中国で毎年6月に行われる恒例の「犬肉祭」。動物愛護団体からの激しい非難を浴びる中、今月21日から10日間の予定で開催されている。
中国南部の広西チワン族自治区玉林市で21日から始まった「犬肉祭」。動物愛護団体が残酷な殺害方法などに抗議し、1100万人の署名を集めて中国当局に提出するなど開催前から大きな注目を浴びてきた。米俳優のマット・デイモンやホアキン・フェニックス、カナダ出身のモデルのパメラ・アンダーソン、米女優ケイト・マーラ、豪歌手シーアなどといった著名人らも「話すことができないもののために我々が声をあげる」と抗議ビデオを作成。「残酷な行いをやめよ。叩くのをやめよ。焼くのをやめよ。つるすのをやめよ。生きたまま皮を剥ぐのをやめよ」と訴えていた。
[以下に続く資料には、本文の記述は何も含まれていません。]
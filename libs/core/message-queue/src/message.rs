//! Message value object and scheduling rules.
//!
//! A message is serialized as camelCase JSON; its id is stored under `uuid`.
//! Durations are kept in milliseconds on the wire.

use crate::error::{QueueError, Result};
use chrono::{DateTime, TimeZone, Utc};
use cron::Schedule;
use serde::{Deserialize, Serialize};
use serde_json::Value;
use std::str::FromStr;
use std::time::Duration;
use uuid::Uuid;

/// How a message is delivered over time. Exactly one mode applies.
#[derive(Debug, Clone, PartialEq, Eq, Serialize, Deserialize)]
#[serde(tag = "type", rename_all = "camelCase")]
pub enum Scheduling {
    /// Deliver once after `delay` ms
    Delay { delay: u64 },
    /// Deliver at every occurrence of a cron expression (seconds field first)
    Cron { expression: String },
    /// Deliver `repeat` times, `period` ms apart
    Repeat { repeat: u32, period: u64 },
    /// At every cron occurrence deliver a burst of `repeat` messages, `period` ms apart
    CronRepeat {
        expression: String,
        repeat: u32,
        period: u64,
    },
}

impl Scheduling {
    /// Whether the definition stays in the index after a delivery
    pub fn is_recurring(&self) -> bool {
        !matches!(self, Scheduling::Delay { .. })
    }
}

/// Bookkeeping for repeat and cron-repeat cycles
#[derive(Debug, Clone, Copy, Default, PartialEq, Eq, Serialize, Deserialize)]
#[serde(rename_all = "camelCase")]
pub struct ScheduleProgress {
    /// Deliveries made in the current cycle
    pub delivered: u32,
    /// Start of the current cycle (epoch ms)
    pub anchor: Option<i64>,
}

impl ScheduleProgress {
    fn is_empty(&self) -> bool {
        *self == Self::default()
    }
}

#[derive(Debug, Clone, Serialize, Deserialize)]
#[serde(rename_all = "camelCase")]
pub struct Message {
    #[serde(rename = "uuid")]
    id: Uuid,
    #[serde(default)]
    body: Value,
    created_at: i64,
    #[serde(default, skip_serializing_if = "Option::is_none")]
    ttl: Option<u64>,
    #[serde(default, skip_serializing_if = "Option::is_none")]
    retry_threshold: Option<u32>,
    #[serde(default, skip_serializing_if = "Option::is_none")]
    retry_delay: Option<u64>,
    #[serde(default, skip_serializing_if = "Option::is_none")]
    consume_timeout: Option<u64>,
    #[serde(default, skip_serializing_if = "Option::is_none")]
    scheduling: Option<Scheduling>,
    #[serde(default, skip_serializing_if = "ScheduleProgress::is_empty")]
    schedule_progress: ScheduleProgress,
    #[serde(default)]
    attempts: u32,
}

impl PartialEq for Message {
    fn eq(&self, other: &Self) -> bool {
        self.id == other.id
    }
}

impl Eq for Message {}

impl Message {
    /// New message with a fresh id, created now
    pub fn new(body: impl Into<Value>) -> Self {
        Self {
            id: Uuid::new_v4(),
            body: body.into(),
            created_at: Utc::now().timestamp_millis(),
            ttl: None,
            retry_threshold: None,
            retry_delay: None,
            consume_timeout: None,
            scheduling: None,
            schedule_progress: ScheduleProgress::default(),
            attempts: 0,
        }
    }

    /// New message from any serializable body
    pub fn from_body<T: Serialize>(body: &T) -> Result<Self> {
        Ok(Self::new(serde_json::to_value(body)?))
    }

    /// Creation time in epoch ms. The queue restamps it from its own clock
    /// when it accepts the message, so TTLs and due times share one time base.
    pub fn with_created_at(mut self, created_at_ms: i64) -> Self {
        self.created_at = created_at_ms;
        self
    }

    pub fn with_body(mut self, body: impl Into<Value>) -> Self {
        self.body = body.into();
        self
    }

    /// Discard the message if it is still undelivered `ttl` after creation
    pub fn with_ttl(mut self, ttl: Duration) -> Self {
        self.ttl = Some(ttl.as_millis() as u64);
        self
    }

    pub fn with_retry_threshold(mut self, threshold: u32) -> Self {
        self.retry_threshold = Some(threshold);
        self
    }

    pub fn with_retry_delay(mut self, delay: Duration) -> Self {
        self.retry_delay = Some(delay.as_millis() as u64);
        self
    }

    pub fn with_consume_timeout(mut self, timeout: Duration) -> Self {
        self.consume_timeout = Some(timeout.as_millis() as u64);
        self
    }

    /// Deliver once after `delay`. Replaces any other scheduling.
    pub fn with_delay(mut self, delay: Duration) -> Self {
        self.set_scheduling(Scheduling::Delay {
            delay: delay.as_millis() as u64,
        });
        self
    }

    /// Deliver at every occurrence of `expression`. Replaces any other scheduling.
    pub fn with_cron(mut self, expression: &str) -> Result<Self> {
        parse_cron(expression)?;
        self.set_scheduling(Scheduling::Cron {
            expression: expression.to_string(),
        });
        Ok(self)
    }

    /// Deliver `repeat` times, `period` apart. Replaces any other scheduling.
    pub fn with_repeat(mut self, repeat: u32, period: Duration) -> Result<Self> {
        validate_repeat(repeat, period)?;
        self.set_scheduling(Scheduling::Repeat {
            repeat,
            period: period.as_millis() as u64,
        });
        Ok(self)
    }

    /// At every occurrence of `expression`, deliver `repeat` times `period` apart.
    /// Replaces any other scheduling.
    pub fn with_cron_repeat(mut self, expression: &str, repeat: u32, period: Duration) -> Result<Self> {
        parse_cron(expression)?;
        validate_repeat(repeat, period)?;
        self.set_scheduling(Scheduling::CronRepeat {
            expression: expression.to_string(),
            repeat,
            period: period.as_millis() as u64,
        });
        Ok(self)
    }

    fn set_scheduling(&mut self, scheduling: Scheduling) {
        self.scheduling = Some(scheduling);
        self.schedule_progress = ScheduleProgress::default();
    }

    pub fn id(&self) -> Uuid {
        self.id
    }

    pub fn body(&self) -> &Value {
        &self.body
    }

    /// Decode the body into a concrete type
    pub fn body_as<T: serde::de::DeserializeOwned>(&self) -> Result<T> {
        Ok(serde_json::from_value(self.body.clone())?)
    }

    pub fn created_at(&self) -> i64 {
        self.created_at
    }

    pub fn ttl(&self) -> Option<Duration> {
        self.ttl.map(Duration::from_millis)
    }

    pub fn retry_threshold(&self) -> Option<u32> {
        self.retry_threshold
    }

    pub fn retry_delay(&self) -> Option<Duration> {
        self.retry_delay.map(Duration::from_millis)
    }

    pub fn consume_timeout(&self) -> Option<Duration> {
        self.consume_timeout.map(Duration::from_millis)
    }

    pub fn scheduling(&self) -> Option<&Scheduling> {
        self.scheduling.as_ref()
    }

    pub fn schedule_progress(&self) -> ScheduleProgress {
        self.schedule_progress
    }

    pub fn is_scheduled(&self) -> bool {
        self.scheduling.is_some()
    }

    pub fn is_recurring(&self) -> bool {
        self.scheduling.as_ref().is_some_and(Scheduling::is_recurring)
    }

    pub fn attempts(&self) -> u32 {
        self.attempts
    }

    /// Copy with one more failed delivery recorded
    pub fn with_failed_attempt(&self) -> Self {
        Self {
            attempts: self.attempts + 1,
            ..self.clone()
        }
    }

    /// Copy with a clean retry history
    pub fn with_attempts_reset(&self) -> Self {
        Self {
            attempts: 0,
            ..self.clone()
        }
    }

    /// Expired when `ttl` has elapsed since creation
    pub fn is_expired(&self, now_ms: i64) -> bool {
        match self.ttl {
            Some(ttl) if ttl > 0 => now_ms - self.created_at >= ttl as i64,
            _ => false,
        }
    }

    /// Like [`Message::is_expired`], falling back to `default_ttl` when the
    /// message carries none
    pub fn is_expired_with(&self, now_ms: i64, default_ttl: Option<Duration>) -> bool {
        match (self.ttl, default_ttl) {
            (Some(ttl), _) if ttl > 0 => now_ms - self.created_at >= ttl as i64,
            (None, Some(ttl)) if !ttl.is_zero() => now_ms - self.created_at >= ttl.as_millis() as i64,
            _ => false,
        }
    }

    pub fn to_json(&self) -> Result<String> {
        Ok(serde_json::to_string(self)?)
    }

    /// Decode and validate a transport payload
    pub fn from_json(payload: &str) -> Result<Self> {
        let message: Message = serde_json::from_str(payload)?;
        match &message.scheduling {
            Some(Scheduling::Cron { expression }) => {
                parse_cron(expression).map_err(|e| QueueError::MalformedMessage(e.to_string()))?;
            }
            Some(Scheduling::CronRepeat {
                expression,
                repeat,
                period,
            }) => {
                parse_cron(expression).map_err(|e| QueueError::MalformedMessage(e.to_string()))?;
                validate_repeat(*repeat, Duration::from_millis(*period))
                    .map_err(|e| QueueError::MalformedMessage(e.to_string()))?;
            }
            Some(Scheduling::Repeat { repeat, period }) => {
                validate_repeat(*repeat, Duration::from_millis(*period))
                    .map_err(|e| QueueError::MalformedMessage(e.to_string()))?;
            }
            _ => {}
        }
        Ok(message)
    }

    /// First due time when the message enters the scheduler, with progress
    /// initialized for repeat cycles. `None` for unscheduled messages.
    pub fn first_due(&self, now_ms: i64) -> Result<Option<(Message, i64)>> {
        let Some(scheduling) = &self.scheduling else {
            return Ok(None);
        };
        let mut entry = self.clone().with_created_at(now_ms);
        let due = match scheduling {
            Scheduling::Delay { delay } => now_ms + *delay as i64,
            Scheduling::Cron { expression } => next_occurrence(expression, now_ms)?,
            Scheduling::Repeat { period, .. } => {
                entry.schedule_progress = ScheduleProgress {
                    delivered: 0,
                    anchor: Some(now_ms),
                };
                now_ms + *period as i64
            }
            Scheduling::CronRepeat { expression, .. } => {
                let start = next_occurrence(expression, now_ms)?;
                entry.schedule_progress = ScheduleProgress {
                    delivered: 0,
                    anchor: Some(start),
                };
                start
            }
        };
        Ok(Some((entry, due)))
    }

    /// What promotion at `due` produces: the message to push to the ready
    /// queue, plus the definition to re-index with its next due time when the
    /// schedule recurs.
    pub fn promotion(&self, due: i64, now_ms: i64) -> Result<Promotion> {
        let Some(scheduling) = &self.scheduling else {
            // Retry entries carry no scheduling and are delivered as they are
            return Ok(Promotion {
                delivery: self.clone(),
                next: None,
            });
        };

        let next = match scheduling {
            Scheduling::Delay { .. } => {
                let mut delivery = self.clone();
                delivery.scheduling = None;
                delivery.schedule_progress = ScheduleProgress::default();
                return Ok(Promotion { delivery, next: None });
            }
            Scheduling::Cron { expression } => {
                let at = next_occurrence(expression, now_ms.max(due))?;
                Some((self.clone(), at))
            }
            Scheduling::Repeat { repeat, period } => {
                let delivered = self.schedule_progress.delivered + 1;
                let anchor = self.schedule_progress.anchor.unwrap_or(due - *period as i64);
                (delivered < *repeat).then(|| {
                    let mut next = self.clone();
                    next.schedule_progress = ScheduleProgress {
                        delivered,
                        anchor: Some(anchor),
                    };
                    (next, anchor + *period as i64 * (delivered as i64 + 1))
                })
            }
            Scheduling::CronRepeat {
                expression,
                repeat,
                period,
            } => {
                let delivered = self.schedule_progress.delivered + 1;
                let anchor = self.schedule_progress.anchor.unwrap_or(due);
                let mut next = self.clone();
                if delivered < *repeat {
                    next.schedule_progress = ScheduleProgress {
                        delivered,
                        anchor: Some(anchor),
                    };
                    Some((next, anchor + *period as i64 * delivered as i64))
                } else {
                    let start = next_occurrence(expression, now_ms.max(due))?;
                    next.schedule_progress = ScheduleProgress {
                        delivered: 0,
                        anchor: Some(start),
                    };
                    Some((next, start))
                }
            }
        };

        Ok(Promotion {
            delivery: self.delivery_instance(now_ms),
            next,
        })
    }

    /// Fresh, unscheduled copy of a recurring definition
    fn delivery_instance(&self, now_ms: i64) -> Message {
        Message {
            id: Uuid::new_v4(),
            body: self.body.clone(),
            created_at: now_ms,
            ttl: self.ttl,
            retry_threshold: self.retry_threshold,
            retry_delay: self.retry_delay,
            consume_timeout: self.consume_timeout,
            scheduling: None,
            schedule_progress: ScheduleProgress::default(),
            attempts: 0,
        }
    }
}

/// Result of promoting one scheduler entry
#[derive(Debug, Clone)]
pub struct Promotion {
    pub delivery: Message,
    pub next: Option<(Message, i64)>,
}

fn validate_repeat(repeat: u32, period: Duration) -> Result<()> {
    if repeat == 0 {
        return Err(QueueError::InvalidSchedule("repeat must be at least 1".into()));
    }
    if period.is_zero() {
        return Err(QueueError::InvalidSchedule("repeat period must be positive".into()));
    }
    Ok(())
}

fn parse_cron(expression: &str) -> Result<Schedule> {
    Schedule::from_str(expression)
        .map_err(|e| QueueError::InvalidSchedule(format!("'{}': {}", expression, e)))
}

/// Next occurrence strictly after `after_ms`
fn next_occurrence(expression: &str, after_ms: i64) -> Result<i64> {
    let schedule = parse_cron(expression)?;
    let after: DateTime<Utc> = Utc
        .timestamp_millis_opt(after_ms)
        .single()
        .ok_or_else(|| QueueError::InvalidSchedule(format!("timestamp {} out of range", after_ms)))?;
    schedule
        .after(&after)
        .next()
        .map(|at| at.timestamp_millis())
        .ok_or_else(|| QueueError::InvalidSchedule(format!("'{}' has no future occurrence", expression)))
}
高まる批判に対して玉林市政府は一部のマーケットや屠殺場を閉鎖、政府関係者の祭りへの参加を禁止するなど規模を縮小する対策を迫られた。また客の前で犬を殺して処理することを禁止し、店先の看板から“犬”の文字を隠すよう促すなどその指示は細部にまで及んだ。
それでも祭り自体が中止されることはなく、21日に決行。しかし今年は例年に比べ客足は低調とのことで、開催2日目にしてレストランなどから悲鳴があがっている。
『新華社通信』では「今年の売り上げは良くないよ。以前は一日に30頭は売れたのに、今年は5頭がやっと」と玉林市のある肉屋の言葉を紹介したほか、インタビューに応じた多くの常連客が「道徳的、心理的プレッシャーを感じるため購入を控えている」と述べたという。
政府は祭りには一切関わりがないとしながらも、警察官がパトロールを強化し犬肉を購入する人々に対して目を光らせているもよう。13頭の犬肉を購入したある女性は「10人の警察官に4時間も様々な質問を受けました」と明かしている。写真撮影は禁じられており、撮った者はその場で画像消去を求められ、今後マーケットへの立ち入りを禁じられるそうだ。
今年の「犬肉祭」は、国内外からかつてないほどの厳しい目にさらされている。